What you have to do
Your answer should hold every line of the records below that contains the string "latest".

Information shown
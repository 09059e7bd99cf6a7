//! Hot Wallet Cell
//!
//! Single-writer, multi-reader holder of an adapter's hot wallet.
//! Readers take a snapshot (`Arc<HotWallet>`) and keep using it even if a
//! rotation lands mid-operation.

use arc_swap::ArcSwap;
use std::sync::Arc;

use crate::keys::{AddressEncoding, KeyError, PrivateKey};

/// The custodial wallet of one adapter
#[derive(Debug, Clone, PartialEq, Eq)]
pub struct HotWallet {
    pub key: PrivateKey,
    /// Address of `key` in the adapter's encoding
    pub address: String,
}

impl HotWallet {
    pub fn derive(key: PrivateKey, encoding: AddressEncoding) -> Result<Self, KeyError> {
        let address = encoding.derive(&key)?;
        Ok(Self { key, address })
    }
}

/// Atomically swapped hot wallet reference
#[derive(Clone)]
pub struct HotWalletCell {
    inner: Arc<ArcSwap<HotWallet>>,
}

impl HotWalletCell {
    pub fn new(wallet: HotWallet) -> Self {
        Self {
            inner: Arc::new(ArcSwap::from_pointee(wallet)),
        }
    }

    /// Snapshot of the current wallet
    pub fn load(&self) -> Arc<HotWallet> {
        self.inner.load_full()
    }

    pub fn address(&self) -> String {
        self.inner.load().address.clone()
    }

    /// Replace the wallet for subsequent operations
    pub fn rotate(&self, wallet: HotWallet) {
        self.inner.store(Arc::new(wallet));
    }
}
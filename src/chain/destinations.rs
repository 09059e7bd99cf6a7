//! Sweep Destination Overrides
//!
//! Per-network addresses that receive confirmed deposits instead of the
//! hot wallet. Persisted as a JSON object `{ "NETWORK": "address" }`.

use std::collections::BTreeMap;
use std::path::{Path, PathBuf};
use std::sync::Arc;
use tokio::sync::RwLock;

use crate::storage::StorageError;

#[derive(Clone, Default)]
pub struct SweepTargets {
    path: Option<PathBuf>,
    targets: Arc<RwLock<BTreeMap<String, String>>>,
}

impl SweepTargets {
    /// Unpersisted overrides
    pub fn new() -> Self {
        Self::default()
    }

    /// Load overrides from `path`; a missing file means none
    pub fn load(path: &Path) -> Result<Self, StorageError> {
        let targets = match std::fs::read_to_string(path) {
            Ok(raw) => serde_json::from_str(&raw)
                .map_err(|e| StorageError::InvalidData(format!("{}: {}", path.display(), e)))?,
            Err(e) if e.kind() == std::io::ErrorKind::NotFound => BTreeMap::new(),
            Err(e) => return Err(StorageError::Database(format!("{}: {}", path.display(), e))),
        };

        Ok(Self {
            path: Some(path.to_path_buf()),
            targets: Arc::new(RwLock::new(targets)),
        })
    }

    pub async fn get(&self, network: &str) -> Option<String> {
        self.targets.read().await.get(&network.to_uppercase()).cloned()
    }

    /// Set (or with `None`, clear) the override of `network` and persist
    pub async fn set(&self, network: &str, address: Option<&str>) -> Result<(), StorageError> {
        let mut targets = self.targets.write().await;

        match address {
            Some(address) => {
                targets.insert(network.to_uppercase(), address.to_string());
            }
            None => {
                targets.remove(&network.to_uppercase());
            }
        }

        if let Some(path) = &self.path {
            let raw = serde_json::to_string_pretty(&*targets)
                .map_err(|e| StorageError::InvalidData(e.to_string()))?;
            if let Some(parent) = path.parent() {
                std::fs::create_dir_all(parent).ok();
            }
            std::fs::write(path, raw)
                .map_err(|e| StorageError::Database(format!("{}: {}", path.display(), e)))?;
        }

        Ok(())
    }
}
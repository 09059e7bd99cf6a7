//! Custody Engine - Multi-chain Deposit and Withdrawal Core
//!
//! One `ChainAdapter` per configured network watches blocks for deposits to
//! issued addresses, sweeps confirmed deposits into the hot wallet and pays
//! withdrawals out of it. The `Registry` routes coin ids to adapters.
//!
//! ## Chain families
//!
//! - **UTXO** (`utxo`) - Bitcoin-like chains, node RPC plus Esplora
//! - **Account/gas** (`account`) - EVM chains, ERC-20 tokens, gas top-ups
//! - **Account/resource** (`resource`) - Tron-like chains, TRC-20 tokens
//!
//! ## Shared machinery
//!
//! - `chain` - adapter, block watcher, confirmation sweeper, withdrawal driver
//! - `storage` - wallets, addresses, pending transfers and checkpoints
//! - `events` - typed event bus
//! - `api` - ops HTTP/WebSocket surface

pub mod account;
pub mod api;
pub mod chain;
pub mod common;
pub mod events;
pub mod keys;
pub mod registry;
pub mod resource;
pub mod rpc;
pub mod storage;
pub mod types;
pub mod utxo;

// Re-exports: engine surface
pub use chain::{ChainAdapter, ChainError, SendAmount, Submission};
pub use common::{EngineConfig, EngineError, NetworksFile};
pub use events::{ControlMessage, EngineEvent, EventBus};
pub use registry::{CatalogEntry, Registry, RegistryError};

// Re-exports: storage
pub use storage::{CustodyStore, MemoryCustodyStore, SqliteCustodyStore, StorageError};

// Re-exports: key material
pub use keys::{AddressEncoding, KeyError, PrivateKey};

// Re-exports: catalog types
pub use types::{ChainFamily, CoinId, Currency, IssuedAddress};
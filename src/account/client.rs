//! Ethereum JSON-RPC Client
//!
//! Thin typed wrapper over `JsonRpcClient` for the handful of `eth_*`
//! methods the watcher and sender use.

use async_trait::async_trait;
use serde::Deserialize;
use serde_json::json;
use tokio::sync::OnceCell;

use super::abi;
use crate::chain::ChainError;
use crate::rpc::{parse_quantity, to_quantity, JsonRpcClient};

/// Full block (`eth_getBlockByNumber` with transaction objects)
#[derive(Debug, Clone, Deserialize)]
pub struct RpcBlock {
    pub number: String,
    #[serde(default)]
    pub transactions: Vec<RpcTransaction>,
}

#[derive(Debug, Clone, Deserialize)]
pub struct RpcTransaction {
    pub hash: String,
    /// `None` for contract creation
    #[serde(default)]
    pub to: Option<String>,
    /// Wei, hex quantity
    #[serde(default)]
    pub value: String,
    #[serde(default)]
    pub input: String,
}

/// `eth_getTransactionReceipt`
#[derive(Debug, Clone, Deserialize)]
pub struct RpcReceipt {
    /// `0x1` success, `0x0` reverted; absent before Byzantium
    #[serde(default)]
    pub status: Option<String>,
}

impl RpcReceipt {
    pub fn succeeded(&self) -> Result<bool, ChainError> {
        match &self.status {
            Some(status) => Ok(parse_quantity(status)? == 1),
            None => Ok(true),
        }
    }
}

/// Fee market snapshot used to price one transaction
#[derive(Debug, Clone, Copy, PartialEq, Eq)]
pub struct FeeParams {
    pub chain_id: u64,
    /// `eth_gasPrice`, used as the fee cap
    pub gas_price: u128,
    /// Tip, never above `gas_price`
    pub priority_fee: u128,
}

impl FeeParams {
    /// Upper bound on the fee of `gas` units
    pub fn cost(&self, gas: u64) -> u128 {
        self.gas_price.saturating_mul(gas as u128)
    }
}

/// What the account sender needs from a node
#[cfg_attr(test, mockall::automock)]
#[async_trait]
pub trait EthNode: Send + Sync {
    /// Native balance in wei
    async fn balance(&self, address: &str) -> Result<u128, ChainError>;

    /// Token balance via `balanceOf`
    async fn token_balance(&self, contract: &str, owner: &str) -> Result<u128, ChainError>;

    async fn fee_params(&self) -> Result<FeeParams, ChainError>;

    /// Next nonce, counting pending transactions
    async fn nonce(&self, address: &str) -> Result<u64, ChainError>;

    /// Broadcast a signed transaction; returns its hash
    async fn send_raw_transaction(&self, raw: &str) -> Result<String, ChainError>;
}

/// `eth_*` JSON-RPC client
#[derive(Debug, Clone)]
pub struct EthClient {
    rpc: JsonRpcClient,
    chain_id: OnceCell<u64>,
}

impl EthClient {
    pub fn new(endpoint: &str) -> Result<Self, ChainError> {
        Ok(Self {
            rpc: JsonRpcClient::new(endpoint)?,
            chain_id: OnceCell::new(),
        })
    }

    pub async fn block_number(&self) -> Result<u64, ChainError> {
        let quantity: String = self.rpc.call("eth_blockNumber", json!([])).await?;
        Ok(parse_quantity(&quantity)? as u64)
    }

    /// Block with full transactions
    ///
    /// A node that has not caught up to `height` yet answers `null`; that
    /// is reported as a retryable RPC error.
    pub async fn block_by_number(&self, height: u64) -> Result<RpcBlock, ChainError> {
        let block: Option<RpcBlock> = self
            .rpc
            .call("eth_getBlockByNumber", json!([to_quantity(height as u128), true]))
            .await?;
        block.ok_or_else(|| ChainError::Rpc(format!("block {} not available", height)))
    }

    /// Receipt of a mined transaction; a missing one is a retryable RPC error
    pub async fn receipt(&self, hash: &str) -> Result<RpcReceipt, ChainError> {
        let receipt: Option<RpcReceipt> = self
            .rpc
            .call("eth_getTransactionReceipt", json!([hash]))
            .await?;
        receipt.ok_or_else(|| ChainError::Rpc(format!("receipt of {} not available", hash)))
    }

    pub async fn chain_id(&self) -> Result<u64, ChainError> {
        let id = self
            .chain_id
            .get_or_try_init(|| async {
                let quantity: String = self.rpc.call("eth_chainId", json!([])).await?;
                Ok::<u64, ChainError>(parse_quantity(&quantity)? as u64)
            })
            .await?;
        Ok(*id)
    }

    pub async fn gas_price(&self) -> Result<u128, ChainError> {
        let quantity: String = self.rpc.call("eth_gasPrice", json!([])).await?;
        Ok(parse_quantity(&quantity)?)
    }

    /// Suggested tip; `None` on nodes without EIP-1559 support
    pub async fn max_priority_fee(&self) -> Option<u128> {
        let quantity: String = self
            .rpc
            .call("eth_maxPriorityFeePerGas", json!([]))
            .await
            .ok()?;
        parse_quantity(&quantity).ok()
    }
}

#[async_trait]
impl EthNode for EthClient {
    async fn balance(&self, address: &str) -> Result<u128, ChainError> {
        let quantity: String = self
            .rpc
            .call("eth_getBalance", json!([address, "latest"]))
            .await?;
        Ok(parse_quantity(&quantity)?)
    }

    async fn token_balance(&self, contract: &str, owner: &str) -> Result<u128, ChainError> {
        let data = abi::encode_balance_of(&abi::parse_eth_address(owner)?);
        let result: String = self
            .rpc
            .call(
                "eth_call",
                json!([{ "to": contract, "data": format!("0x{}", hex::encode(data)) }, "latest"]),
            )
            .await?;

        abi::decode_uint(&abi::decode_hex(&result)?)
            .ok_or_else(|| ChainError::Parse(format!("balanceOf result out of range: {}", result)))
    }

    async fn fee_params(&self) -> Result<FeeParams, ChainError> {
        let chain_id = self.chain_id().await?;
        let gas_price = self.gas_price().await?;
        let priority_fee = self
            .max_priority_fee()
            .await
            .map_or(gas_price, |tip| tip.min(gas_price));

        Ok(FeeParams {
            chain_id,
            gas_price,
            priority_fee,
        })
    }

    async fn nonce(&self, address: &str) -> Result<u64, ChainError> {
        let quantity: String = self
            .rpc
            .call("eth_getTransactionCount", json!([address, "pending"]))
            .await?;
        Ok(parse_quantity(&quantity)? as u64)
    }

    async fn send_raw_transaction(&self, raw: &str) -> Result<String, ChainError> {
        let hash: String = self.rpc.call("eth_sendRawTransaction", json!([raw])).await?;
        Ok(hash.to_lowercase())
    }
}

#[cfg(test)]
mod tests {
    use super::*;

    #[test]
    fn test_block_json() {
        let block: RpcBlock = serde_json::from_value(json!({
            "number": "0x10",
            "hash": "0xabc",
            "transactions": [
                { "hash": "0x01", "from": "0xaa", "to": null, "value": "0x0", "input": "0x6080" },
                { "hash": "0x02", "from": "0xaa", "to": "0xbb", "value": "0xde0b6b3a7640000", "input": "0x" }
            ]
        }))
        .unwrap();

        assert_eq!(block.transactions.len(), 2);
        assert!(block.transactions[0].to.is_none());
        assert_eq!(
            parse_quantity(&block.transactions[1].value).unwrap(),
            1_000_000_000_000_000_000
        );
    }

    #[test]
    fn test_receipt_status() {
        let reverted: RpcReceipt = serde_json::from_value(json!({ "status": "0x0", "gasUsed": "0x5208" })).unwrap();
        assert!(!reverted.succeeded().unwrap());

        let ok: RpcReceipt = serde_json::from_value(json!({ "status": "0x1" })).unwrap();
        assert!(ok.succeeded().unwrap());

        let legacy: RpcReceipt = serde_json::from_value(json!({ "root": "0xabc" })).unwrap();
        assert!(legacy.succeeded().unwrap());

        let garbled: RpcReceipt = serde_json::from_value(json!({ "status": "0xzz" })).unwrap();
        assert!(matches!(garbled.succeeded(), Err(ChainError::Parse(_))));
    }

    #[test]
    fn test_fee_cost() {
        let fees = FeeParams {
            chain_id: 1,
            gas_price: 20_000_000_000,
            priority_fee: 1_000_000_000,
        };
        assert_eq!(fees.cost(21_000), 420_000_000_000_000);
    }
}
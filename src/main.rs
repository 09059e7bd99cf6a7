//! Custody Engine launcher
//!
//! Run modes:
//!   custody-engine run                          - Start every adapter (and the ops API if configured)
//!   custody-engine new-address --coin C --uhash U - Issue one deposit address
//!   custody-engine currencies                   - Print the configured catalog
//!
//! Configuration comes from the environment (see `EngineConfig::from_env`)
//! and the network file it points to.

use clap::{Parser, Subcommand};
use custody_engine::common::logging::{init_from_config, log_system_event};
use custody_engine::{api, CustodyStore, EngineConfig, EventBus, NetworksFile, Registry, SqliteCustodyStore};
use std::sync::Arc;

#[derive(Parser)]
#[command(name = "custody-engine")]
#[command(about = "Multi-chain custodial deposit and withdrawal engine")]
struct Cli {
    #[command(subcommand)]
    command: Commands,
}

#[derive(Subcommand)]
enum Commands {
    /// Start the watchers, sweepers and the optional ops API
    Run {
        /// Ops API port (overrides CUSTODY_API_PORT)
        #[arg(short, long)]
        port: Option<u16>,
    },

    /// Issue (or look up) the deposit address of a user
    NewAddress {
        /// Coin id, e.g. USDT_ETH_ETH
        #[arg(short, long)]
        coin: String,

        /// User identifier
        #[arg(short, long)]
        uhash: String,
    },

    /// Print every configured currency with its decimals
    Currencies,
}

#[tokio::main]
async fn main() -> Result<(), Box<dyn std::error::Error>> {
    dotenv::dotenv().ok();

    let cli = Cli::parse();
    let mut config = EngineConfig::from_env()?;
    init_from_config(&config)?;

    match cli.command {
        Commands::Run { port } => {
            if port.is_some() {
                config.api_port = port;
            }
            run(config).await?;
        }
        Commands::NewAddress { coin, uhash } => {
            new_address(config, &coin, &uhash).await?;
        }
        Commands::Currencies => {
            print_currencies(config)?;
        }
    }

    Ok(())
}

fn build_registry(config: &EngineConfig) -> Result<Registry, Box<dyn std::error::Error>> {
    if let Some(parent) = std::path::Path::new(&config.db_path).parent() {
        if !parent.as_os_str().is_empty() {
            std::fs::create_dir_all(parent)?;
        }
    }

    let store: Arc<dyn CustodyStore> = Arc::new(SqliteCustodyStore::new(&config.db_path)?);
    let networks = NetworksFile::load(&config.networks_path)?;

    Ok(Registry::from_config(config, &networks, store, EventBus::default())?)
}

/// Start the engine and block until Ctrl+C
async fn run(config: EngineConfig) -> Result<(), Box<dyn std::error::Error>> {
    config.print_summary();

    let registry = Arc::new(build_registry(&config)?);
    log_system_event("*", "engine_starting", None);

    let mut handles = registry.start_all();

    if let Some(port) = config.api_port {
        let registry = registry.clone();
        handles.push(tokio::spawn(async move {
            if let Err(e) = api::serve(registry, port).await {
                log_system_event("*", "api_stopped", Some(&e.to_string()));
            }
        }));
    }

    println!("Watching {} network(s): {}", registry.networks().len(), registry.networks().join(", "));
    println!("Press Ctrl+C to stop");

    tokio::signal::ctrl_c().await?;
    log_system_event("*", "engine_stopping", None);

    for handle in handles {
        handle.abort();
    }

    Ok(())
}

/// Address issuance needs no chain access, so the catalog is merged directly
async fn new_address(config: EngineConfig, coin: &str, uhash: &str) -> Result<(), Box<dyn std::error::Error>> {
    let registry = build_registry(&config)?;
    for network in registry.networks() {
        registry.merge_catalog(&network).await;
    }

    let issued = registry.issue_address(coin, uhash).await?;
    println!("{}", serde_json::to_string_pretty(&issued)?);
    Ok(())
}

fn print_currencies(config: EngineConfig) -> Result<(), Box<dyn std::error::Error>> {
    let registry = build_registry(&config)?;

    for network in registry.networks() {
        let Some(adapter) = registry.adapter(&network) else {
            continue;
        };
        println!("{} ({:?})", network, adapter.family());
        for (currency, decimals) in adapter.list_currencies() {
            println!("  {:<24} {} decimals", currency, decimals);
        }
    }

    Ok(())
}
//! Withdrawal Sender
//!
//! Per request:
//!
//! ```text
//! Requested ─► submit ─┬─► Sent ──(seen in block)──► WithdrawalCompleted
//!                      ├─► GasTopUp ──(seen)──► submit again
//!                      ├─► NoFeeOnNative   (terminal)
//!                      └─► FaucetEmpty     (terminal)
//! ```
//!
//! `FamilySender` builds, signs and broadcasts one step; the
//! `WithdrawalDriver` owns the in-flight table and publishes the single
//! terminal event of each request.

use async_trait::async_trait;
use std::sync::Arc;

use super::hot_wallet::{HotWallet, HotWalletCell};
use super::inflight::{InFlightKind, InFlightTable, InFlightWithdrawal};
use super::ChainError;
use crate::common::logging::log_withdrawal_event;
use crate::events::{EngineEvent, EventBus};
use crate::keys::PrivateKey;
use crate::types::Currency;

/// How much to send
#[derive(Debug, Clone, Copy, PartialEq, Eq)]
pub enum SendAmount {
    /// Everything the source holds, minus the fee it pays
    All,
    /// Exactly this many base units
    Exact(u128),
}

/// One outgoing transfer
#[derive(Debug, Clone)]
pub struct WithdrawalRequest {
    /// Source address in the adapter's encoding
    pub from: String,
    pub from_key: PrivateKey,
    pub currency: Currency,
    pub amount: SendAmount,
    pub to: String,
}

/// Result of one submission step
#[derive(Debug, Clone, PartialEq, Eq)]
pub enum Submission {
    /// The transfer was broadcast
    Sent { hash: String },
    /// The hot wallet broadcast a native top-up to the source first
    GasTopUp { hash: String },
    /// The source cannot pay the fee
    NoFeeOnNative,
    /// The hot wallet cannot afford the top-up
    FaucetEmpty,
}

/// Family-specific transaction construction
#[cfg_attr(test, mockall::automock)]
#[async_trait]
pub trait FamilySender: Send + Sync {
    /// Build, sign and broadcast the next step of `request`
    ///
    /// `hot` funds gas top-ups.
    async fn submit(
        &self,
        request: &WithdrawalRequest,
        hot: &HotWallet,
    ) -> Result<Submission, ChainError>;
}

/// Drives requests through their lifecycle for one adapter
pub struct WithdrawalDriver {
    network: String,
    sender: Arc<dyn FamilySender>,
    inflight: InFlightTable,
    events: EventBus,
    hot_wallet: HotWalletCell,
}

impl WithdrawalDriver {
    pub fn new(
        network: &str,
        sender: Arc<dyn FamilySender>,
        events: EventBus,
        hot_wallet: HotWalletCell,
    ) -> Self {
        Self {
            network: network.to_string(),
            sender,
            inflight: InFlightTable::new(),
            events,
            hot_wallet,
        }
    }

    pub fn inflight(&self) -> &InFlightTable {
        &self.inflight
    }

    /// Submit a request against the current hot wallet
    pub async fn withdraw(&self, request: WithdrawalRequest) -> Result<Submission, ChainError> {
        let hot = self.hot_wallet.load();
        self.dispatch(request, hot).await
    }

    /// Report a transaction hash seen in a block
    ///
    /// Returns `true` if it belonged to an in-flight withdrawal.
    pub async fn observe(&self, tx_id: &str) -> bool {
        let Some(entry) = self.inflight.remove(tx_id).await else {
            return false;
        };

        let token = entry.request.currency.id.to_string();
        match entry.kind {
            InFlightKind::Transfer => {
                log_withdrawal_event(
                    &self.network,
                    "withdrawal_completed",
                    &entry.request.from,
                    &token,
                    Some(&entry.tx_id),
                    None,
                );
                self.events.publish(EngineEvent::WithdrawalCompleted {
                    from: entry.request.from.clone(),
                    token,
                    hash: entry.tx_id.clone(),
                });
            }
            InFlightKind::TopUp => {
                log_withdrawal_event(
                    &self.network,
                    "gas_top_up_confirmed",
                    &entry.request.from,
                    &token,
                    Some(&entry.tx_id),
                    None,
                );
                self.resume(entry).await;
            }
        }

        true
    }

    /// Retry resumed requests whose resubmission failed
    pub async fn retry_parked(&self) -> usize {
        let parked = self.inflight.take_parked().await;
        let count = parked.len();

        for entry in parked {
            self.resume(entry).await;
        }

        count
    }

    async fn resume(&self, entry: InFlightWithdrawal) {
        match self
            .dispatch(entry.request.clone(), entry.hot_wallet.clone())
            .await
        {
            Ok(_) => {}
            Err(e) if e.is_transient() => self.inflight.park(entry).await,
            // Already logged by dispatch
            Err(_) => {}
        }
    }

    async fn dispatch(
        &self,
        request: WithdrawalRequest,
        hot: Arc<HotWallet>,
    ) -> Result<Submission, ChainError> {
        let token = request.currency.id.to_string();

        let submission = match self.sender.submit(&request, &hot).await {
            Ok(submission) => submission,
            Err(e) => {
                log_withdrawal_event(
                    &self.network,
                    "submit_failed",
                    &request.from,
                    &token,
                    None,
                    Some(&e.to_string()),
                );
                return Err(e);
            }
        };

        match &submission {
            Submission::Sent { hash } => {
                log_withdrawal_event(&self.network, "sent", &request.from, &token, Some(hash), None);
                self.inflight
                    .insert(InFlightWithdrawal::new(hash, InFlightKind::Transfer, request, hot))
                    .await;
            }
            Submission::GasTopUp { hash } => {
                log_withdrawal_event(
                    &self.network,
                    "gas_top_up",
                    &request.from,
                    &token,
                    Some(hash),
                    None,
                );
                self.inflight
                    .insert(InFlightWithdrawal::new(hash, InFlightKind::TopUp, request, hot))
                    .await;
            }
            Submission::NoFeeOnNative => {
                log_withdrawal_event(
                    &self.network,
                    "no_fee_on_native",
                    &request.from,
                    &token,
                    None,
                    Some("source cannot pay the network fee"),
                );
                self.events.publish(EngineEvent::NoFeeOnNative {
                    from: request.from,
                    token,
                });
            }
            Submission::FaucetEmpty => {
                log_withdrawal_event(
                    &self.network,
                    "faucet_empty",
                    &request.from,
                    &token,
                    None,
                    Some("hot wallet cannot fund the gas top-up"),
                );
                self.events.publish(EngineEvent::FaucetEmpty {
                    from: request.from,
                    token,
                });
            }
        }

        Ok(submission)
    }
}

#[cfg(test)]
mod tests {
    use super::*;
    use crate::keys::AddressEncoding;
    use crate::types::ChainFamily;
    use mockall::Sequence;
    use tokio::sync::broadcast::error::TryRecvError;

    fn hot_wallet() -> HotWallet {
        HotWallet::derive(PrivateKey::generate(), AddressEncoding::Ethereum).unwrap()
    }

    fn usdt_request() -> WithdrawalRequest {
        WithdrawalRequest {
            from: "0xdeposit".into(),
            from_key: PrivateKey::generate(),
            currency: Currency::token(
                "USDT",
                "ETH",
                ChainFamily::AccountGas,
                "0xdac17f958d2ee523a2206206994597c13d831ec7".into(),
                6,
            ),
            amount: SendAmount::Exact(5_000_000),
            to: "0xhot".into(),
        }
    }

    fn driver(sender: MockFamilySender, cell: HotWalletCell, events: EventBus) -> WithdrawalDriver {
        WithdrawalDriver::new("ETH", Arc::new(sender), events, cell)
    }

    #[tokio::test]
    async fn test_sent_completes_once_when_seen() {
        let mut sender = MockFamilySender::new();
        sender
            .expect_submit()
            .times(1)
            .returning(|_, _| Ok(Submission::Sent { hash: "0xAA".into() }));

        let events = EventBus::default();
        let mut rx = events.subscribe();
        let driver = driver(sender, HotWalletCell::new(hot_wallet()), events);

        driver.withdraw(usdt_request()).await.unwrap();
        assert!(driver.inflight().contains("0xaa").await);
        assert!(matches!(rx.try_recv(), Err(TryRecvError::Empty)));

        assert!(driver.observe("0xaa").await);
        assert!(!driver.observe("0xaa").await);

        assert_eq!(
            rx.try_recv().unwrap(),
            EngineEvent::WithdrawalCompleted {
                from: "0xdeposit".into(),
                token: "USDT_ETH_ETH".into(),
                hash: "0xaa".into(),
            }
        );
        assert!(matches!(rx.try_recv(), Err(TryRecvError::Empty)));
    }

    #[tokio::test]
    async fn test_top_up_resumes_with_original_hot_wallet() {
        let original = hot_wallet();
        let original_address = original.address.clone();
        let cell = HotWalletCell::new(original);

        let mut seq = Sequence::new();
        let mut sender = MockFamilySender::new();
        sender
            .expect_submit()
            .times(1)
            .in_sequence(&mut seq)
            .returning(|_, _| Ok(Submission::GasTopUp { hash: "0xf1".into() }));
        let expected = original_address.clone();
        sender
            .expect_submit()
            .times(1)
            .in_sequence(&mut seq)
            .withf(move |_, hot| hot.address == expected)
            .returning(|_, _| Ok(Submission::Sent { hash: "0xf2".into() }));

        let events = EventBus::default();
        let mut rx = events.subscribe();
        let driver = driver(sender, cell.clone(), events);

        assert_eq!(
            driver.withdraw(usdt_request()).await.unwrap(),
            Submission::GasTopUp { hash: "0xf1".into() }
        );

        // Rotation after issue does not affect the resumed request
        cell.rotate(hot_wallet());

        assert!(driver.observe("0xf1").await);
        assert!(driver.inflight().contains("0xf2").await);
        assert!(matches!(rx.try_recv(), Err(TryRecvError::Empty)));

        assert!(driver.observe("0xf2").await);
        assert!(matches!(
            rx.try_recv().unwrap(),
            EngineEvent::WithdrawalCompleted { ref hash, .. } if hash == "0xf2"
        ));
    }

    #[tokio::test]
    async fn test_terminal_failures_publish_events() {
        let mut seq = Sequence::new();
        let mut sender = MockFamilySender::new();
        sender
            .expect_submit()
            .times(1)
            .in_sequence(&mut seq)
            .returning(|_, _| Ok(Submission::NoFeeOnNative));
        sender
            .expect_submit()
            .times(1)
            .in_sequence(&mut seq)
            .returning(|_, _| Ok(Submission::FaucetEmpty));

        let events = EventBus::default();
        let mut rx = events.subscribe();
        let driver = driver(sender, HotWalletCell::new(hot_wallet()), events);

        driver.withdraw(usdt_request()).await.unwrap();
        driver.withdraw(usdt_request()).await.unwrap();

        assert_eq!(rx.try_recv().unwrap().kind(), "no_fee_on_native");
        assert_eq!(rx.try_recv().unwrap().kind(), "faucet_empty");
        assert!(driver.inflight().is_empty().await);
    }

    #[tokio::test]
    async fn test_failed_resume_is_parked_and_retried() {
        let mut seq = Sequence::new();
        let mut sender = MockFamilySender::new();
        sender
            .expect_submit()
            .times(1)
            .in_sequence(&mut seq)
            .returning(|_, _| Ok(Submission::GasTopUp { hash: "0xf1".into() }));
        sender
            .expect_submit()
            .times(1)
            .in_sequence(&mut seq)
            .returning(|_, _| Err(ChainError::Rpc("connection reset".into())));
        sender
            .expect_submit()
            .times(1)
            .in_sequence(&mut seq)
            .returning(|_, _| Ok(Submission::Sent { hash: "0xf2".into() }));

        let driver = driver(sender, HotWalletCell::new(hot_wallet()), EventBus::default());

        driver.withdraw(usdt_request()).await.unwrap();
        assert!(driver.observe("0xf1").await);
        assert!(driver.inflight().is_empty().await);

        assert_eq!(driver.retry_parked().await, 1);
        assert!(driver.inflight().contains("0xf2").await);
        assert_eq!(driver.retry_parked().await, 0);
    }
}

Answer to this task
            .call("eth_getBalance", json!([address, "latest"]))
                json!([{ "to": contract, "data": format!("0x{}", hex::encode(data)) }, "latest"]),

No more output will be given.